Joyous innocence, humor propel Shazam!

The 2007 announcement that Iron Man would be the first superhero film based on a Marvel Comics character other than Spider-Man was met with a great deal of head-scratching among comic book aficionados.  Tony Stark’s alter ego was not the most well-known in the company’s stable and to pump millions of dollars into a big-screen feature about him seemed a folly.  Yet, as we’ve come to see, it was a masterstroke as the movie not only appealed to hardcore fans, but also brought in those who had never heard of Iron Man and prompted in them a curiosity in all things Marvel that’s yet to wane.

I have a feeling that David Sandberg’s Shazam! will be DC Comics’ answer to Iron Man regarding their cinematic universe, an endeavor that’s yet to find the same sort of traction as their counterpart.  It’s light-hearted, has an instantly relatable and likeable hero and eschews the sense of dark foreboding the company’s big-screen adaptations have become known for.  More than anything, it’s fun with a capital “F” and if the DC Comics films need anything, it’s fun.

Some slight modifications have been made to the origin story that first appeared in the 1940 issue of Whiz Comics # 2, but the core concept remains the same.  Orphan Billy Batson (Asher Angel) has been chosen by the ancient wizard Shazam (Djimon Hounsou) to take his powers.  All he has to do is say his name and the tween boy is transformed into a muscle-bound hero clad in red spandex with an electric-charged lightning bolt on the chest and a white cape.  Needless to say, the kid is more than a bit confused by these changes (the puberty metaphor is pretty obvious here) but gets some advice from Freddy Freeman (Jack Dylan Grazer), a fellow foster child at the group home where he lives, and a self-proclaimed superhero expert.  His knowledge comes in handy as the evil Dr. Sivana (Mark Strong) sets out to steal Billy’s powers from him, before he can figure out how to use them.

The film hits all the moments we expect from comic book origin stories, but what makes Shazam! distinctive is the way the script by Henry Gayden simultaneously embraces and pokes fun at superhero movie troupes.  As Freeman provides his version of Superhero 101, Billy’s alter ego disproves it again and again to humorous effect, and when discussions of getting a hidden lair or the importance of a secret identity occur, the film’s post-modern vibe is in high swing.

If you can imagine the Tom Hanks’s film Big on steroids, you have some idea of what’s going on here.

The other thing that makes the film stand out is the sense of family that’s part and parcel of the new Shazam! myth, as Billy’s biggest challenge is to trust and love his new foster family.  In addition to Freddy, there’s Mary (Grace Fulton) Darla (Faithe Herman) Eugene (Ian Chen) and Pedro (Jovan Armand), all kids who have endured trauma and are trying to recover in their own way, at their own pace. Only when Billy realizes he shares in their plight and that his new powers can benefit them all, does he become a true hero.

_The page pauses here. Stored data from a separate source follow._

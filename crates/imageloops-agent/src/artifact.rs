use chrono::{DateTime, Utc};
use serde::{Deserialize, Serialize};
use std::fmt;
use std::path::PathBuf;
use thiserror::Error;

#[derive(Error, Debug, PartialEq, Eq)]
pub enum PromptError {
    #[error("Prompt must not be empty")]
    Empty,
}

/// Text description of the desired image. Never empty.
#[derive(Debug, Clone, PartialEq, Eq, Serialize, Deserialize)]
#[serde(try_from = "String", into = "String")]
pub struct Prompt(String);

impl Prompt {
    pub fn new(text: impl Into<String>) -> Result<Self, PromptError> {
        let text = text.into();
        if text.trim().is_empty() {
            return Err(PromptError::Empty);
        }
        Ok(Self(text))
    }

    pub fn as_str(&self) -> &str {
        &self.0
    }

    /// First `max_chars` characters, for log lines
    pub fn preview(&self, max_chars: usize) -> String {
        self.0.chars().take(max_chars).collect()
    }
}

impl TryFrom<String> for Prompt {
    type Error = PromptError;

    fn try_from(value: String) -> Result<Self, Self::Error> {
        Self::new(value)
    }
}

impl From<Prompt> for String {
    fn from(prompt: Prompt) -> Self {
        prompt.0
    }
}

impl AsRef<str> for Prompt {
    fn as_ref(&self) -> &str {
        &self.0
    }
}

impl fmt::Display for Prompt {
    fn fmt(&self, f: &mut fmt::Formatter<'_>) -> fmt::Result {
        f.write_str(&self.0)
    }
}

/// A generated image persisted to durable storage
#[derive(Debug, Clone, PartialEq, Serialize, Deserialize)]
pub struct ImageArtifact {
    /// Where the image bytes were written
    pub path: PathBuf,
    /// Remote URL the image was downloaded from, if any
    #[serde(default, skip_serializing_if = "Option::is_none")]
    pub source_url: Option<String>,
    /// Prompt the image was generated from
    pub prompt: String,
    pub created_at: DateTime<Utc>,
}

impl ImageArtifact {
    pub fn new(path: PathBuf, prompt: impl Into<String>) -> Self {
        Self {
            path,
            source_url: None,
            prompt: prompt.into(),
            created_at: Utc::now(),
        }
    }

    pub fn with_source_url(mut self, url: impl Into<String>) -> Self {
        self.source_url = Some(url.into());
        self
    }

    pub fn with_created_at(mut self, created_at: DateTime<Utc>) -> Self {
        self.created_at = created_at;
        self
    }
}

#[cfg(test)]
mod tests {
    use super::*;

    #[test]
    fn test_prompt_rejects_blank() {
        assert_eq!(Prompt::new(""), Err(PromptError::Empty));
        assert_eq!(Prompt::new("   \n"), Err(PromptError::Empty));
        assert_eq!(Prompt::new("fog").unwrap().as_str(), "fog");
    }

    #[test]
    fn test_prompt_deserialize_validates() {
        let ok: Prompt = serde_json::from_str("\"rain\"").unwrap();
        assert_eq!(ok.as_str(), "rain");
        assert!(serde_json::from_str::<Prompt>("\"\"").is_err());
    }

    #[test]
    fn test_prompt_preview() {
        let prompt = Prompt::new("In Houston at 8pm, Heavy rain").unwrap();
        assert_eq!(prompt.preview(10), "In Houston");
    }
}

And it is that journey and its joyous culmination that makes Shazam! so special.  Espousing the power of family and togetherness is the film’s superpower and it’s a message that’s delivered without a trace of cynicism.  The innocent, joyous nature of this movie is something future DC Comics’ films would do well to note and perhaps take a page out of Sandberg and Gayden’s playbook.